Venait enfin le Sanhédrin avec, au centre, Hanan, vieillard à la face de vautour, aux yeux cerclés de sang, et l’énorme Kaïapha, coiffé du cidaris à deux pointes, le rational doré sur la poitrine. Autour d’eux, c’étaient les différents pharisiens : — les « bancroches » qui marchent en heurtant les cailloux, — les « front sanglant » qui se choquent le front contre les murs, — et les « schikmi », les « forts d’épaules », qui marchent le dos voûté, comme prêts à se charger des crimes de la ville entière. La gravité sombre et le fanatisme obstiné de leurs visages les distinguaient de la meute des braillards.

Le jeune visage d’Anthéa, déjà marqué par la mort, sa silhouette spectrale, attiraient l’attention : d’importuns regards pesaient sur elle, ou s’approchait impudemment, malgré la présence des soldats. Mais tels étaient le mépris et la haine de l’étranger, que les regards, loin de refléter la commisération, luisaient d’une joie féroce de la savoir condamnée sans retour.

Et Anthéa comprit clairement pourquoi ces hommes avaient exigé la croix pour le prophète qui enseignait l’amour. Et ce Nazaréen lui sembla soudain un être proche, un être cher. Comme elle, il devait mourir. — Rien, après la sentence, n’était capable de le sauver : — pour elle aussi, la sentence était sans appel. — Et elle se sentait liée à lui par une fraternité d’infortune et de mort. — Seulement, — lui marchait au supplice avec l’espoir des demains d’outre-tombe, tandis qu’elle, privée jusqu’ici de cet espoir, venait le chercher auprès de lui.

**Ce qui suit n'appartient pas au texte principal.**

//! Reads and writes against a single multisig wallet.

use alloy::primitives::{Address, B256, U256};
use alloy::providers::DynProvider;

use crate::blockchain::client::BlockchainClient;
use crate::blockchain::transaction::{find_event, receipt_logs};
use crate::blockchain::types::{BlockchainError, BlockchainResult};
use crate::contracts::abi::IMultisigWallet;
use crate::contracts::types::{Token, Transaction, WalletBalance};

/// Client bound to one wallet contract.
#[derive(Debug, Clone)]
pub struct MultisigWalletService {
    client: BlockchainClient,
    address: Address,
}

/// Actions a signer can take on a pending transaction.
#[derive(Debug, Clone, Copy, PartialEq, Eq)]
pub enum TransactionAction {
    Approve,
    Revoke,
    Cancel,
    Execute,
}

impl TransactionAction {
    pub fn as_str(self) -> &'static str {
        match self {
            Self::Approve => "approve",
            Self::Revoke => "revoke",
            Self::Cancel => "cancel",
            Self::Execute => "execute",
        }
    }
}

impl std::str::FromStr for TransactionAction {
    type Err = BlockchainError;

    fn from_str(s: &str) -> Result<Self, Self::Err> {
        match s {
            "approve" => Ok(Self::Approve),
            "revoke" => Ok(Self::Revoke),
            "cancel" => Ok(Self::Cancel),
            "execute" => Ok(Self::Execute),
            other => Err(BlockchainError::InvalidArgument(format!(
                "unknown transaction action '{other}'"
            ))),
        }
    }
}

impl MultisigWalletService {
    pub fn new(client: BlockchainClient, address: Address) -> Self {
        Self { client, address }
    }

    pub fn address(&self) -> Address {
        self.address
    }

    fn contract(&self) -> BlockchainResult<IMultisigWallet::IMultisigWalletInstance<DynProvider>> {
        Ok(IMultisigWallet::new(self.address, self.client.signing_provider()?))
    }

    // ---------------------------------------------------------------------
    // Balance
    // ---------------------------------------------------------------------

    /// Deposit `value` of `token`. Ether (zero token) travels as call value.
    ///
    /// ERC-20 deposits need an allowance for this wallet beforehand.
    pub async fn deposit(&self, token: Address, value: U256) -> BlockchainResult<()> {
        let wallet = self.contract()?;
        let mut call = wallet.deposit(token, value);
        if token == Address::ZERO {
            call = call.value(value);
        }
        self.client.submit("deposit", call).await?;
        tracing::info!(wallet = %self.address, token = %token, value = %value, "Deposit confirmed");
        Ok(())
    }

    /// Lock `usd_amount` (18 decimals) of the wallet's balance.
    pub async fn lock_balance_in_usd(&self, usd_amount: U256) -> BlockchainResult<()> {
        let wallet = self.contract()?;
        self.client
            .submit("lockBalancedInUsd", wallet.lockBalancedInUsd(usd_amount))
            .await?;
        Ok(())
    }

    /// Unlock `usd_amount`; the contract checks the password against its stored hash.
    pub async fn unlock_balance_in_usd(
        &self,
        usd_amount: U256,
        password: String,
        salt: String,
    ) -> BlockchainResult<()> {
        let wallet = self.contract()?;
        self.client
            .submit("unlockBalanceInUsd", wallet.unlockBalanceInUsd(usd_amount, password, salt))
            .await?;
        Ok(())
    }

    pub async fn balance(&self, token: Address) -> BlockchainResult<WalletBalance> {
        let wallet = self.address;
        let result = self
            .client
            .read("getBalance", move |provider| async move {
                IMultisigWallet::new(wallet, provider).getBalance(token).call().await
            })
            .await?;
        Ok(WalletBalance {
            token,
            balance: result.balance,
            balance_in_usd: result.balanceInUsd,
        })
    }

    // ---------------------------------------------------------------------
    // Transactions
    // ---------------------------------------------------------------------

    /// Propose a transfer; returns its hash from the `TransactionCreated` event.
    pub async fn create_transaction(
        &self,
        token: Address,
        to: Address,
        value: U256,
    ) -> BlockchainResult<B256> {
        let wallet = self.contract()?;
        let receipt = self
            .client
            .submit("createTransaction", wallet.createTransaction(token, to, value))
            .await?;

        let created = find_event::<IMultisigWallet::TransactionCreated>(receipt_logs(&receipt))
            .ok_or_else(|| {
                BlockchainError::Unknown("TransactionCreated event missing".to_string())
            })?;

        tracing::info!(wallet = %self.address, tx_hash = %created.txHash, "Transaction created");
        Ok(created.txHash)
    }

    pub async fn approve_transaction(&self, hash: B256) -> BlockchainResult<()> {
        self.act(TransactionAction::Approve, hash).await
    }

    pub async fn revoke_transaction(&self, hash: B256) -> BlockchainResult<()> {
        self.act(TransactionAction::Revoke, hash).await
    }

    pub async fn cancel_transaction(&self, hash: B256) -> BlockchainResult<()> {
        self.act(TransactionAction::Cancel, hash).await
    }

    pub async fn execute_transaction(&self, hash: B256) -> BlockchainResult<()> {
        self.act(TransactionAction::Execute, hash).await
    }

    /// Apply `action` to the transaction `hash`.
    pub async fn act(&self, action: TransactionAction, hash: B256) -> BlockchainResult<()> {
        let wallet = self.contract()?;
        match action {
            TransactionAction::Approve => {
                self.client
                    .submit("approveTransaction", wallet.approveTransaction(hash))
                    .await?
            }
            TransactionAction::Revoke => {
                self.client
                    .submit("revokeTransaction", wallet.revokeTransaction(hash))
                    .await?
            }
            TransactionAction::Cancel => {
                self.client
                    .submit("cancelTransaction", wallet.cancelTransaction(hash))
                    .await?
            }
            TransactionAction::Execute => {
                self.client
                    .submit("executeTransaction", wallet.executeTransaction(hash))
                    .await?
            }
        };
        tracing::info!(
            wallet = %self.address,
            tx_hash = %hash,
            action = action.as_str(),
            "Transaction action confirmed"
        );
        Ok(())
    }

    pub async fn newest_transactions(&self, offset: u64, limit: u64) -> BlockchainResult<Vec<Transaction>> {
        let wallet = self.address;
        let views = self
            .client
            .read("getNewestTransactions", move |provider| async move {
                IMultisigWallet::new(wallet, provider)
                    .getNewestTransactions(U256::from(offset), U256::from(limit))
                    .call()
                    .await
            })
            .await?;
        Ok(views.into_iter().map(Transaction::from).collect())
    }

    pub async fn transaction(&self, hash: B256) -> BlockchainResult<Transaction> {
        let wallet = self.address;
        let view = self
            .client
            .read("getTransaction", move |provider| async move {
                IMultisigWallet::new(wallet, provider).getTransaction(hash).call().await
            })
            .await?;
        Ok(view.into())
    }

    // ---------------------------------------------------------------------
    // Tokens
    // ---------------------------------------------------------------------

    pub async fn tokens(&self, offset: u64, limit: u64) -> BlockchainResult<Vec<Token>> {
        let wallet = self.address;
        let views = self
            .client
            .read("getTokens", move |provider| async move {
                IMultisigWallet::new(wallet, provider)
                    .getTokens(U256::from(offset), U256::from(limit))
                    .call()
                    .await
            })
            .await?;
        Ok(views.into_iter().map(Token::from).collect())
    }

    pub async fn token(&self, token: Address) -> BlockchainResult<Token> {
        let wallet = self.address;
        let view = self
            .client
            .read("getToken", move |provider| async move {
                IMultisigWallet::new(wallet, provider).getToken(token).call().await
            })
            .await?;
        Ok(view.into())
    }

    pub async fn add_token(&self, token: Address) -> BlockchainResult<()> {
        let wallet = self.contract()?;
        self.client.submit("addToken", wallet.addToken(token)).await?;
        Ok(())
    }

    pub async fn remove_token(&self, token: Address) -> BlockchainResult<()> {
        let wallet = self.contract()?;
        self.client.submit("removeToken", wallet.removeToken(token)).await?;
        Ok(())
    }
}
//! Small helpers shared by the dashboard, the API and the CLI.

pub mod format;
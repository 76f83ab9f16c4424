//! Batched reads through Multicall3.

use alloy::primitives::{Address, Bytes};
use alloy::sol_types::SolCall;

use crate::blockchain::client::BlockchainClient;
use crate::blockchain::types::{BlockchainError, BlockchainResult};
use crate::contracts::abi::IMulticall3::{self, Call3, Call3Result};
use crate::contracts::abi::IERC20;
use crate::contracts::types::TokenMetadata;

/// Calls issued per token by [`Multicall3Service::token_metadatas`].
const CALLS_PER_TOKEN: usize = 3;

#[derive(Debug, Clone)]
pub struct Multicall3Service {
    client: BlockchainClient,
    address: Address,
}

impl Multicall3Service {
    pub fn new(client: BlockchainClient, address: Address) -> Self {
        Self { client, address }
    }

    /// Run `calls` in one `eth_call`; results come back in call order.
    pub async fn aggregate3(&self, calls: Vec<Call3>) -> BlockchainResult<Vec<Call3Result>> {
        let multicall = self.address;
        self.client
            .read("aggregate3", move |provider| {
                let calls = calls.clone();
                async move {
                    IMulticall3::new(multicall, provider)
                        .aggregate3(calls)
                        .call()
                        .await
                }
            })
            .await
    }

    /// `name`, `symbol` and `decimals` for every token, in input order.
    pub async fn token_metadatas(&self, tokens: &[Address]) -> BlockchainResult<Vec<TokenMetadata>> {
        if tokens.is_empty() {
            return Ok(Vec::new());
        }

        let calls = metadata_calls(tokens);
        let results = self.aggregate3(calls).await?;
        decode_metadatas(tokens, &results)
    }
}

fn call3(target: Address, call_data: Vec<u8>) -> Call3 {
    Call3 {
        target,
        allowFailure: false,
        callData: Bytes::from(call_data),
    }
}

fn metadata_calls(tokens: &[Address]) -> Vec<Call3> {
    tokens
        .iter()
        .flat_map(|&token| {
            [
                call3(token, IERC20::nameCall {}.abi_encode()),
                call3(token, IERC20::symbolCall {}.abi_encode()),
                call3(token, IERC20::decimalsCall {}.abi_encode()),
            ]
        })
        .collect()
}

fn decode_metadatas(
    tokens: &[Address],
    results: &[Call3Result],
) -> BlockchainResult<Vec<TokenMetadata>> {
    if results.len() != tokens.len() * CALLS_PER_TOKEN {
        return Err(BlockchainError::Unknown(format!(
            "multicall returned {} results for {} calls",
            results.len(),
            tokens.len() * CALLS_PER_TOKEN
        )));
    }

    tokens
        .iter()
        .zip(results.chunks_exact(CALLS_PER_TOKEN))
        .map(|(&address, chunk)| {
            let decode_err =
                |e: alloy::sol_types::Error| BlockchainError::Unknown(format!("{address}: {e}"));
            Ok(TokenMetadata {
                address,
                name: IERC20::nameCall::abi_decode_returns(&chunk[0].returnData).map_err(decode_err)?,
                symbol: IERC20::symbolCall::abi_decode_returns(&chunk[1].returnData)
                    .map_err(decode_err)?,
                decimals: IERC20::decimalsCall::abi_decode_returns(&chunk[2].returnData)
                    .map_err(decode_err)?,
            })
        })
        .collect()
}
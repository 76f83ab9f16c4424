//! Signer account management.
//!
//! # Security
//! - Private keys are loaded ONLY from environment variables
//! - Keys are never logged or serialized

use alloy::network::EthereumWallet;
use alloy::primitives::Address;
use alloy::signers::local::PrivateKeySigner;
use alloy::signers::Signer;

use crate::blockchain::types::{BlockchainError, BlockchainResult};

/// Environment variable name for the private key.
pub const PRIVATE_KEY_ENV_VAR: &str = "MULTISIG_PRIVATE_KEY";

/// The account that signs dashboard writes.
#[derive(Debug, Clone)]
pub struct Wallet {
    signer: PrivateKeySigner,
    chain_id: u64,
}

impl Wallet {
    /// Create a wallet from a hex-encoded private key string.
    ///
    /// # Arguments
    /// * `private_key_hex` - Hex string (with or without 0x prefix)
    /// * `chain_id` - Chain ID for EIP-155 replay protection
    pub fn from_private_key(private_key_hex: &str, chain_id: u64) -> BlockchainResult<Self> {
        let key_hex = private_key_hex.trim();
        let key_hex = key_hex.strip_prefix("0x").unwrap_or(key_hex);

        let signer: PrivateKeySigner = key_hex
            .parse()
            .map_err(|e| BlockchainError::Wallet(format!("Invalid private key format: {}", e)))?;
        let signer = signer.with_chain_id(Some(chain_id));

        tracing::info!(
            address = %signer.address(),
            chain_id = chain_id,
            "Signer loaded"
        );

        Ok(Self { signer, chain_id })
    }

    /// Load wallet from environment variable.
    ///
    /// Reads `MULTISIG_PRIVATE_KEY` from environment.
    pub fn from_env(chain_id: u64) -> BlockchainResult<Self> {
        let private_key = std::env::var(PRIVATE_KEY_ENV_VAR).map_err(|_| {
            BlockchainError::Wallet(format!(
                "Environment variable {} not set",
                PRIVATE_KEY_ENV_VAR
            ))
        })?;

        Self::from_private_key(&private_key, chain_id)
    }

    /// Get the wallet's address.
    pub fn address(&self) -> Address {
        self.signer.address()
    }

    /// Get the chain ID this wallet is configured for.
    pub fn chain_id(&self) -> u64 {
        self.chain_id
    }

    /// Network wallet used by the signing provider.
    pub fn to_network_wallet(&self) -> EthereumWallet {
        EthereumWallet::from(self.signer.clone())
    }
}
//! Metrics collection and exposition.
//!
//! # Metrics
//! - `dashboard_rpc_calls_total` (counter): contract reads by operation, outcome
//! - `dashboard_rpc_duration_seconds` (histogram): read latency
//! - `dashboard_transactions_total` (counter): writes by operation, outcome
//! - `dashboard_transaction_duration_seconds` (histogram): send-to-receipt latency
//! - `dashboard_api_requests_total` (counter): API requests by method, status
//! - `dashboard_wallet_events_total` (counter): decoded wallet events by kind
//!
//! Recording is a no-op until a recorder is installed, so library code can
//! call these unconditionally.

use std::net::SocketAddr;
use std::time::Instant;

use metrics_exporter_prometheus::PrometheusBuilder;

/// Install the Prometheus recorder and its scrape listener.
pub fn init_metrics(addr: SocketAddr) {
    match PrometheusBuilder::new().with_http_listener(addr).install() {
        Ok(()) => tracing::info!(address = %addr, "Metrics exporter listening"),
        Err(e) => tracing::error!(error = %e, "Failed to install metrics exporter"),
    }
}

/// Record one contract read.
pub fn record_rpc_call(op: &str, outcome: &str, start: Instant) {
    let op = op.to_string();
    let outcome = outcome.to_string();
    metrics::counter!("dashboard_rpc_calls_total", "op" => op.clone(), "outcome" => outcome)
        .increment(1);
    metrics::histogram!("dashboard_rpc_duration_seconds", "op" => op)
        .record(start.elapsed().as_secs_f64());
}

/// Record one contract write.
pub fn record_transaction(op: &str, outcome: &str, start: Instant) {
    let op = op.to_string();
    let outcome = outcome.to_string();
    metrics::counter!("dashboard_transactions_total", "op" => op.clone(), "outcome" => outcome)
        .increment(1);
    metrics::histogram!("dashboard_transaction_duration_seconds", "op" => op)
        .record(start.elapsed().as_secs_f64());
}

/// Record one API request.
pub fn record_api_request(method: &str, status: u16, start: Instant) {
    metrics::counter!(
        "dashboard_api_requests_total",
        "method" => method.to_string(),
        "status" => status.to_string()
    )
    .increment(1);
    metrics::histogram!("dashboard_api_request_duration_seconds", "method" => method.to_string())
        .record(start.elapsed().as_secs_f64());
}

/// Record decoded wallet events.
pub fn record_wallet_events(kind: &'static str, count: u64) {
    metrics::counter!("dashboard_wallet_events_total", "kind" => kind).increment(count);
}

Soudain la rumeur lointaine creva en une tempête de sifflets, de hurlements sauvages... Puis tout se tut. — Dans le silence retentit le cliquetis des armures et le pas lourd et cadencé des légionnaires.

La foule s’ouvrit en un remous et l’escorte des condamnés vint à hauteur de la litière. En tête, sur les côtés et derrière, marchaient les soldats, d’un pas égal et lent. Au centre apparaissaient les traverses des trois croix, qui semblaient s’avancer d’elles-mêmes, tant les porteurs ployaient l’échine sous le lourd fardeau. — On devinait que le Nazaréen n’était point parmi eux. — D’abord, deux faces effrontées et sinistres de bandits ; puis, un paysan âgé, visiblement forcé par les soldats à cette besogne de remplaçant.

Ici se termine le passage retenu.